Prediction of First Order Focusing Properties of Ideal Hemispherical Deflector Analyzer Using Artificial Neural Network

Isik N., Isik A. H., Sise O., Guvenc U.

ACTA PHYSICA POLONICA A, vol.131, no.1, pp.10-12, 2017 (SCI-Expanded) identifier identifier

  • Publication Type: Article / Article
  • Volume: 131 Issue: 1
  • Publication Date: 2017
  • Doi Number: 10.12693/aphyspola.131.10
  • Journal Indexes: Science Citation Index Expanded (SCI-EXPANDED), Scopus
  • Page Numbers: pp.10-12
  • Süleyman Demirel University Affiliated: Yes


Electrostatic energy analyzers are irreplaceable instruments to analyze the electron beams energies. In this context, the knowledge of electron trajectories in electrostatic energy analyzers has major importance in collision physics as well as in different scientific instruments for surface science.
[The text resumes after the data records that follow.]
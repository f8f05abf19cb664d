use async_trait::async_trait;
use thiserror::Error;
use tracing::info;
use uuid::Uuid;

use rapport_core::domain::action::AgentAction;

#[derive(Clone, Debug, Default, PartialEq, Eq)]
pub struct ExecutionOutcome {
    /// Id of whatever the side effect created, if anything.
    pub target_entity_id: Option<String>,
    pub side_effects: Vec<String>,
}

#[derive(Clone, Debug, Error, PartialEq, Eq)]
#[error("{message}")]
pub struct ExecutionFailure {
    pub message: String,
}

impl ExecutionFailure {
    pub fn new(message: impl Into<String>) -> Self {
        Self { message: message.into() }
    }
}

/// Side-effect port behind `execute`. Implementations must not retry on
/// their own; a failure is surfaced on the action for a human to retry.
#[async_trait]
pub trait ActionExecutor: Send + Sync {
    async fn execute(
        &self,
        action: &AgentAction,
        target_entity_id: Option<String>,
    ) -> Result<ExecutionOutcome, ExecutionFailure>;
}

/// Records the execution in the log and reports the supplied target id, or
/// a fresh one when none was given.
#[derive(Clone, Copy, Debug, Default)]
pub struct LoggingExecutor;

#[async_trait]
impl ActionExecutor for LoggingExecutor {
    async fn execute(
        &self,
        action: &AgentAction,
        target_entity_id: Option<String>,
    ) -> Result<ExecutionOutcome, ExecutionFailure> {
        let target_entity_id = target_entity_id.unwrap_or_else(|| Uuid::new_v4().to_string());

        info!(
            event_name = "workflow.executor.logged",
            correlation_id = %action.event_id,
            action_id = %action.id.0,
            action_type = %action.action_type,
            target_entity_id = %target_entity_id,
            "action executed by logging executor"
        );

        Ok(ExecutionOutcome {
            target_entity_id: Some(target_entity_id),
            side_effects: vec![format!("logged {}", action.action_type)],
        })
    }
}
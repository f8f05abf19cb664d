use crate::commands::{block_on_command, open_runtime, CommandFailure, CommandResult};

pub fn run() -> CommandResult {
    let outcome = block_on_command("stats", |config| async move {
        let (runtime, pool) = open_runtime(&config).await?;
        let stats = runtime.bus().stats().await;
        pool.close().await;
        stats.map_err(|error| CommandFailure::query(error.to_string()))
    });

    match outcome {
        Ok(stats) => CommandResult::success_with(
            "stats",
            format!("{} events, {} unprocessed", stats.total, stats.unprocessed),
            stats,
        ),
        Err(result) => result,
    }
}
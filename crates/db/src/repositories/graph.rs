use sqlx::{sqlite::SqliteRow, Row};

use rapport_core::domain::graph::{
    ContextEdge, ContextNode, DecisionTrace, EdgeId, EntityRef, NodeId, TraceId, TraceInputs,
    TraceOutcome, TraceType,
};
use rapport_core::reasoning::GraphReader;

use super::{
    format_timestamp, parse_json, parse_timestamp, to_json, ContextGraphRepository,
    RepositoryError,
};
use crate::DbPool;

const TRACE_COLUMNS: &str = "
    id,
    trace_type,
    actor,
    action,
    entity_type,
    entity_id,
    context_node_id,
    inputs_json,
    reasoning,
    outcome_json,
    confidence,
    reversible,
    linked_trace_id,
    created_at";

pub struct SqlContextGraphRepository {
    pool: DbPool,
}

impl SqlContextGraphRepository {
    pub fn new(pool: DbPool) -> Self {
        Self { pool }
    }
}

#[async_trait::async_trait]
impl GraphReader for SqlContextGraphRepository {
    type Error = RepositoryError;

    async fn node_by_id(&self, id: &NodeId) -> Result<Option<ContextNode>, RepositoryError> {
        let row = sqlx::query(
            "SELECT id, node_type, entity_id, label, summary, created_at
             FROM context_node
             WHERE id = ?",
        )
        .bind(&id.0)
        .fetch_optional(&self.pool)
        .await?;

        row.map(node_from_row).transpose()
    }

    async fn node_by_entity(
        &self,
        entity: &EntityRef,
    ) -> Result<Option<ContextNode>, RepositoryError> {
        let row = sqlx::query(
            "SELECT id, node_type, entity_id, label, summary, created_at
             FROM context_node
             WHERE node_type = ? AND entity_id = ?",
        )
        .bind(&entity.entity_type)
        .bind(&entity.entity_id)
        .fetch_optional(&self.pool)
        .await?;

        row.map(node_from_row).transpose()
    }

    async fn edges_from(&self, id: &NodeId) -> Result<Vec<ContextEdge>, RepositoryError> {
        let rows = sqlx::query(
            "SELECT id, from_node_id, to_node_id, edge_type, reasoning, weight, created_at
             FROM context_edge
             WHERE from_node_id = ?
             ORDER BY created_at ASC, rowid ASC",
        )
        .bind(&id.0)
        .fetch_all(&self.pool)
        .await?;

        rows.into_iter().map(edge_from_row).collect()
    }

    async fn edges_to(&self, id: &NodeId) -> Result<Vec<ContextEdge>, RepositoryError> {
        let rows = sqlx::query(
            "SELECT id, from_node_id, to_node_id, edge_type, reasoning, weight, created_at
             FROM context_edge
             WHERE to_node_id = ?
             ORDER BY created_at ASC, rowid ASC",
        )
        .bind(&id.0)
        .fetch_all(&self.pool)
        .await?;

        rows.into_iter().map(edge_from_row).collect()
    }
}

#[async_trait::async_trait]
impl ContextGraphRepository for SqlContextGraphRepository {
    async fn get_or_create_node(&self, node: &ContextNode) -> Result<ContextNode, RepositoryError> {
        sqlx::query(
            "INSERT INTO context_node (id, node_type, entity_id, label, summary, created_at)
             VALUES (?, ?, ?, ?, ?, ?)
             ON CONFLICT(node_type, entity_id) DO NOTHING",
        )
        .bind(&node.id.0)
        .bind(&node.node_type)
        .bind(&node.entity_id)
        .bind(&node.label)
        .bind(node.summary.as_deref())
        .bind(format_timestamp(&node.created_at))
        .execute(&self.pool)
        .await?;

        let row = sqlx::query(
            "SELECT id, node_type, entity_id, label, summary, created_at
             FROM context_node
             WHERE node_type = ? AND entity_id = ?",
        )
        .bind(&node.node_type)
        .bind(&node.entity_id)
        .fetch_one(&self.pool)
        .await?;

        node_from_row(row)
    }

    async fn insert_edge(&self, edge: &ContextEdge) -> Result<(), RepositoryError> {
        sqlx::query(
            "INSERT INTO context_edge (
                id, from_node_id, to_node_id, edge_type, reasoning, weight, created_at
             ) VALUES (?, ?, ?, ?, ?, ?, ?)",
        )
        .bind(&edge.id.0)
        .bind(&edge.from_node_id.0)
        .bind(&edge.to_node_id.0)
        .bind(&edge.edge_type)
        .bind(edge.reasoning.as_deref())
        .bind(edge.weight)
        .bind(format_timestamp(&edge.created_at))
        .execute(&self.pool)
        .await?;

        Ok(())
    }

    async fn insert_trace(&self, trace: &DecisionTrace) -> Result<(), RepositoryError> {
        let inputs_json = trace.inputs.as_ref().map(|inputs| to_json("inputs_json", inputs));
        let outcome_json = trace.outcome.as_ref().map(|outcome| to_json("outcome_json", outcome));

        sqlx::query(&format!(
            "INSERT INTO decision_trace ({TRACE_COLUMNS})
             VALUES (?, ?, ?, ?, ?, ?, ?, ?, ?, ?, ?, ?, ?, ?)"
        ))
        .bind(&trace.id.0)
        .bind(trace.trace_type.as_str())
        .bind(&trace.actor)
        .bind(&trace.action)
        .bind(trace.entity_type.as_deref())
        .bind(trace.entity_id.as_deref())
        .bind(trace.context_node_id.as_ref().map(|id| id.0.as_str()))
        .bind(inputs_json.transpose()?)
        .bind(trace.reasoning.as_deref())
        .bind(outcome_json.transpose()?)
        .bind(trace.confidence.map(i64::from))
        .bind(trace.reversible)
        .bind(trace.linked_trace_id.as_ref().map(|id| id.0.as_str()))
        .bind(format_timestamp(&trace.created_at))
        .execute(&self.pool)
        .await?;

        Ok(())
    }

    async fn traces_for_entity(
        &self,
        entity: &EntityRef,
        limit: u32,
    ) -> Result<Vec<DecisionTrace>, RepositoryError> {
        let rows = sqlx::query(&format!(
            "SELECT {TRACE_COLUMNS}
             FROM decision_trace
             WHERE entity_type = ? AND entity_id = ?
             ORDER BY created_at DESC, rowid DESC
             LIMIT ?"
        ))
        .bind(&entity.entity_type)
        .bind(&entity.entity_id)
        .bind(i64::from(limit))
        .fetch_all(&self.pool)
        .await?;

        rows.into_iter().map(trace_from_row).collect()
    }
}

fn node_from_row(row: SqliteRow) -> Result<ContextNode, RepositoryError> {
    Ok(ContextNode {
        id: NodeId(row.try_get("id")?),
        node_type: row.try_get("node_type")?,
        entity_id: row.try_get("entity_id")?,
        label: row.try_get("label")?,
        summary: row.try_get("summary")?,
        created_at: parse_timestamp("created_at", row.try_get("created_at")?)?,
    })
}

fn edge_from_row(row: SqliteRow) -> Result<ContextEdge, RepositoryError> {
    Ok(ContextEdge {
        id: EdgeId(row.try_get("id")?),
        from_node_id: NodeId(row.try_get("from_node_id")?),
        to_node_id: NodeId(row.try_get("to_node_id")?),
        edge_type: row.try_get("edge_type")?,
        reasoning: row.try_get("reasoning")?,
        weight: row.try_get("weight")?,
        created_at: parse_timestamp("created_at", row.try_get("created_at")?)?,
    })
}

fn trace_from_row(row: SqliteRow) -> Result<DecisionTrace, RepositoryError> {
    let trace_type_raw = row.try_get::<String, _>("trace_type")?;
    let trace_type = TraceType::parse(&trace_type_raw)
        .ok_or_else(|| RepositoryError::Decode(format!("unknown trace type `{trace_type_raw}`")))?;

    let inputs = row
        .try_get::<Option<String>, _>("inputs_json")?
        .map(|raw| parse_json::<TraceInputs>("inputs_json", &raw))
        .transpose()?;
    let outcome = row
        .try_get::<Option<String>, _>("outcome_json")?
        .map(|raw| parse_json::<TraceOutcome>("outcome_json", &raw))
        .transpose()?;
    let confidence = row
        .try_get::<Option<i64>, _>("confidence")?
        .map(|value| {
            u8::try_from(value)
                .map_err(|_| RepositoryError::Decode(format!("invalid confidence `{value}`")))
        })
        .transpose()?;

    Ok(DecisionTrace {
        id: TraceId(row.try_get("id")?),
        trace_type,
        actor: row.try_get("actor")?,
        action: row.try_get("action")?,
        entity_type: row.try_get("entity_type")?,
        entity_id: row.try_get("entity_id")?,
        context_node_id: row.try_get::<Option<String>, _>("context_node_id")?.map(NodeId),
        inputs,
        reasoning: row.try_get("reasoning")?,
        outcome,
        confidence,
        reversible: row.try_get("reversible")?,
        linked_trace_id: row.try_get::<Option<String>, _>("linked_trace_id")?.map(TraceId),
        created_at: parse_timestamp("created_at", row.try_get("created_at")?)?,
    })
}
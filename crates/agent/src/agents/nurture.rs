//! Nurture agent: keeps relationships from going cold.
//!
//! Reacts to cadence, relationship and milestone events for a single person
//! and proposes a low-friction touchpoint. The subject is always resolved from
//! the person store first; an unknown person yields no proposals.

use std::sync::Arc;

use async_trait::async_trait;
use serde_json::{json, Value};
use tracing::{debug, warn};

use rapport_core::domain::action::{ActionProposal, RiskLevel};
use rapport_core::domain::event::{
    AnniversaryApproachingPayload, ContactDuePayload, EventPayload, EventType,
    LifeEventDetectedPayload, RelationshipScoreChangedPayload, SegmentChangedPayload,
    SystemEvent,
};
use rapport_core::domain::person::{Person, Segment};
use rapport_db::PersonRepository;

use crate::handler::{AgentHandler, HandlerError};

pub const NURTURE_AGENT: &str = "nurture_agent";

pub const SUBSCRIBED_EVENTS: [EventType; 5] = [
    EventType::ContactDue,
    EventType::RelationshipScoreChanged,
    EventType::SegmentChanged,
    EventType::AnniversaryApproaching,
    EventType::LifeEventDetected,
];

/// Score drop at or beyond which a reconnection is proposed.
const SCORE_DROP_THRESHOLD: i32 = -15;
const CALL_AFTER_DAYS_OVERDUE: i64 = 30;
const EMAIL_AFTER_DAYS_OVERDUE: i64 = 14;
const ANNIVERSARY_LEAD_DAYS: i64 = 14;

pub struct NurtureAgent {
    people: Arc<dyn PersonRepository>,
}

impl NurtureAgent {
    pub fn new(people: Arc<dyn PersonRepository>) -> Self {
        Self { people }
    }

    async fn resolve_subject(&self, event: &SystemEvent) -> Option<Person> {
        let person_id = event.person_id.as_ref()?;

        match self.people.find_by_id(person_id).await {
            Ok(Some(person)) => Some(person),
            Ok(None) => {
                debug!(
                    event_name = "agent.nurture.subject_missing",
                    correlation_id = %event.id,
                    person_id = %person_id.0,
                    "person not found, skipping event"
                );
                None
            }
            Err(error) => {
                warn!(
                    event_name = "agent.nurture.subject_lookup_failed",
                    correlation_id = %event.id,
                    person_id = %person_id.0,
                    error = %error,
                    "person lookup failed, skipping event"
                );
                None
            }
        }
    }
}

#[async_trait]
impl AgentHandler for NurtureAgent {
    async fn handle(&self, event: &SystemEvent) -> Result<Vec<ActionProposal>, HandlerError> {
        let Some(person) = self.resolve_subject(event).await else {
            return Ok(Vec::new());
        };

        let proposal = match &event.payload {
            EventPayload::ContactDue(payload) => Some(contact_due(&person, payload)),
            EventPayload::RelationshipScoreChanged(payload) => score_changed(&person, payload),
            EventPayload::SegmentChanged(payload) => Some(segment_changed(&person, payload)),
            EventPayload::AnniversaryApproaching(payload) => anniversary(&person, payload),
            EventPayload::LifeEventDetected(payload) => Some(life_event(&person, payload)),
            EventPayload::FordUpdated(_)
            | EventPayload::DealStageChanged(_)
            | EventPayload::LeadCreated(_) => None,
        };

        Ok(proposal.into_iter().collect())
    }
}

fn contact_due(person: &Person, payload: &ContactDuePayload) -> ActionProposal {
    let (action_type, channel, risk_level) = match payload.days_overdue {
        days if days > CALL_AFTER_DAYS_OVERDUE => ("suggest_call", "call", RiskLevel::Medium),
        days if days > EMAIL_AFTER_DAYS_OVERDUE => ("suggest_email", "email", RiskLevel::Low),
        _ => ("suggest_text", "text", RiskLevel::Low),
    };

    proposal(
        person,
        action_type,
        risk_level,
        format!(
            "{} is {} days overdue for contact ({}); last contact was {} days ago.",
            person.name, payload.days_overdue, payload.due_reason, payload.days_since_contact
        ),
        content(
            person,
            Some(channel),
            format!("Reach out to {}", person.name),
            json!({ "daysOverdue": payload.days_overdue, "dueReason": payload.due_reason }),
        ),
        Some(80),
    )
}

fn score_changed(
    person: &Person,
    payload: &RelationshipScoreChangedPayload,
) -> Option<ActionProposal> {
    let delta = payload.delta();
    if delta > SCORE_DROP_THRESHOLD {
        return None;
    }

    Some(proposal(
        person,
        "suggest_reconnect",
        RiskLevel::Medium,
        format!(
            "{}'s relationship score dropped by {} points ({} -> {}): {}.",
            person.name,
            delta.unsigned_abs(),
            payload.old_score,
            payload.new_score,
            payload.change_reason
        ),
        content(
            person,
            None,
            format!("Reconnect with {}", person.name),
            json!({
                "oldScore": payload.old_score,
                "newScore": payload.new_score,
                "delta": delta,
            }),
        ),
        Some(70),
    ))
}

fn segment_changed(person: &Person, payload: &SegmentChangedPayload) -> ActionProposal {
    let old = payload.old_segment.as_deref().and_then(Segment::parse);
    let new = payload.new_segment.as_deref().and_then(Segment::parse);
    let describe = |segment: Option<&str>| segment.unwrap_or("none").to_string();
    let from = describe(payload.old_segment.as_deref());
    let to = describe(payload.new_segment.as_deref());

    let name = &person.name;
    let (movement, reasoning) = match (old, new) {
        (Some(old), Some(new)) if new.rank() > old.rank() => (
            "promoted",
            format!("{name} was promoted from {from} to {to}; the relationship is deepening."),
        ),
        (Some(old), Some(new)) if new.rank() < old.rank() => (
            "demoted",
            format!("{name} was demoted from {from} to {to}; the relationship may need attention."),
        ),
        _ => ("moved", format!("{name} moved from {from} to {to}.")),
    };

    proposal(
        person,
        "log_insight",
        RiskLevel::Low,
        reasoning,
        content(
            person,
            None,
            format!("{name} {movement} to {to}"),
            json!({
                "oldSegment": payload.old_segment,
                "newSegment": payload.new_segment,
                "movement": movement,
            }),
        ),
        None,
    )
}

fn anniversary(person: &Person, payload: &AnniversaryApproachingPayload) -> Option<ActionProposal> {
    if payload.days_until > ANNIVERSARY_LEAD_DAYS {
        return None;
    }

    Some(proposal(
        person,
        "suggest_message",
        RiskLevel::Low,
        format!(
            "{}'s {} is on {} ({} days away).",
            person.name, payload.anniversary_type, payload.date, payload.days_until
        ),
        content(
            person,
            Some("message"),
            format!("Send {} a note for their {}", person.name, payload.anniversary_type),
            json!({
                "anniversaryType": payload.anniversary_type,
                "date": payload.date,
                "daysUntil": payload.days_until,
            }),
        ),
        Some(75),
    ))
}

fn life_event(person: &Person, payload: &LifeEventDetectedPayload) -> ActionProposal {
    proposal(
        person,
        "suggest_check_in",
        RiskLevel::Medium,
        format!(
            "{} had a life event ({}): {}.",
            person.name, payload.event_kind, payload.description
        ),
        content(
            person,
            None,
            format!("Check in with {}", person.name),
            json!({ "eventKind": payload.event_kind, "occurredOn": payload.occurred_on }),
        ),
        Some(60),
    )
}

fn proposal(
    person: &Person,
    action_type: &str,
    risk_level: RiskLevel,
    reasoning: String,
    proposed_content: Value,
    confidence: Option<u8>,
) -> ActionProposal {
    ActionProposal {
        action_type: action_type.to_string(),
        person_id: Some(person.id.clone()),
        target_entity: Some("person".to_string()),
        proposed_content,
        risk_level,
        reasoning,
        confidence,
    }
}

/// `{channel?, personName, headline}` merged with event-specific fields.
fn content(person: &Person, channel: Option<&str>, headline: String, extra: Value) -> Value {
    let mut content = json!({ "personName": person.name, "headline": headline });
    if let (Value::Object(target), Some(channel)) = (&mut content, channel) {
        target.insert("channel".to_string(), Value::String(channel.to_string()));
    }
    if let (Value::Object(target), Value::Object(extra)) = (&mut content, extra) {
        target.extend(extra);
    }
    content
}
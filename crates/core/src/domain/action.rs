use std::fmt;

use chrono::{DateTime, Utc};
use serde::{Deserialize, Serialize};
use uuid::Uuid;

use crate::domain::event::EventId;
use crate::domain::person::PersonId;

#[derive(Clone, Debug, PartialEq, Eq, Hash, PartialOrd, Ord, Serialize, Deserialize)]
pub struct ActionId(pub String);

impl ActionId {
    pub fn generate() -> Self {
        Self(Uuid::new_v4().to_string())
    }
}

impl fmt::Display for ActionId {
    fn fmt(&self, f: &mut fmt::Formatter<'_>) -> fmt::Result {
        f.write_str(&self.0)
    }
}

#[derive(Clone, Copy, Debug, PartialEq, Eq, Hash, PartialOrd, Ord, Serialize, Deserialize)]
#[serde(rename_all = "snake_case")]
pub enum RiskLevel {
    Low,
    Medium,
    High,
}

impl RiskLevel {
    pub fn as_str(&self) -> &'static str {
        match self {
            Self::Low => "low",
            Self::Medium => "medium",
            Self::High => "high",
        }
    }

    pub fn parse(value: &str) -> Option<Self> {
        match value.trim().to_ascii_lowercase().as_str() {
            "low" => Some(Self::Low),
            "medium" => Some(Self::Medium),
            "high" => Some(Self::High),
            _ => None,
        }
    }
}

#[derive(Clone, Copy, Debug, PartialEq, Eq, Hash, Serialize, Deserialize)]
#[serde(rename_all = "snake_case")]
pub enum ActionStatus {
    Proposed,
    Approved,
    Rejected,
    Executed,
}

impl ActionStatus {
    pub fn as_str(&self) -> &'static str {
        match self {
            Self::Proposed => "proposed",
            Self::Approved => "approved",
            Self::Rejected => "rejected",
            Self::Executed => "executed",
        }
    }

    pub fn parse(value: &str) -> Option<Self> {
        match value.trim().to_ascii_lowercase().as_str() {
            "proposed" => Some(Self::Proposed),
            "approved" => Some(Self::Approved),
            "rejected" => Some(Self::Rejected),
            "executed" => Some(Self::Executed),
            _ => None,
        }
    }

    pub fn is_terminal(&self) -> bool {
        matches!(self, Self::Rejected | Self::Executed)
    }
}

impl fmt::Display for ActionStatus {
    fn fmt(&self, f: &mut fmt::Formatter<'_>) -> fmt::Result {
        f.write_str(self.as_str())
    }
}

/// What an agent handler wants done. Becomes an [`AgentAction`] once the
/// workflow store assigns identity and initial status.
#[derive(Clone, Debug, PartialEq, Serialize, Deserialize)]
pub struct ActionProposal {
    pub action_type: String,
    pub person_id: Option<PersonId>,
    pub target_entity: Option<String>,
    pub proposed_content: serde_json::Value,
    pub risk_level: RiskLevel,
    pub reasoning: String,
    pub confidence: Option<u8>,
}

#[derive(Clone, Debug, PartialEq, Serialize, Deserialize)]
pub struct AgentAction {
    pub id: ActionId,
    pub event_id: EventId,
    pub agent_name: String,
    pub action_type: String,
    pub person_id: Option<PersonId>,
    pub target_entity: Option<String>,
    pub proposed_content: serde_json::Value,
    pub risk_level: RiskLevel,
    pub reasoning: String,
    pub status: ActionStatus,
    pub approved_by: Option<String>,
    pub approved_at: Option<DateTime<Utc>>,
    pub rejected_at: Option<DateTime<Utc>>,
    pub executed_at: Option<DateTime<Utc>>,
    pub target_entity_id: Option<String>,
    pub error_message: Option<String>,
    pub state_version: u32,
    pub created_at: DateTime<Utc>,
    pub updated_at: DateTime<Utc>,
}

impl AgentAction {
    /// Timestamp of the approve/reject decision, if the action has one.
    pub fn resolved_at(&self) -> Option<DateTime<Utc>> {
        match self.status {
            ActionStatus::Approved => self.approved_at,
            ActionStatus::Rejected => self.rejected_at,
            ActionStatus::Proposed | ActionStatus::Executed => None,
        }
    }
}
In this study, electron trajectories for different energies in an ideal field 180 degrees hemispherical deflector analyzer are investigated by artificial neural network prediction method. The SIMION 8.1 simulation program is used as a data source for training and testing of artificial neural network. Artificial neural network based prediction has been performed using Matlab R2012b program. Obtained performance results indicate that this approach provides new perspectives for the rapid solution to the problems in charged particle optics.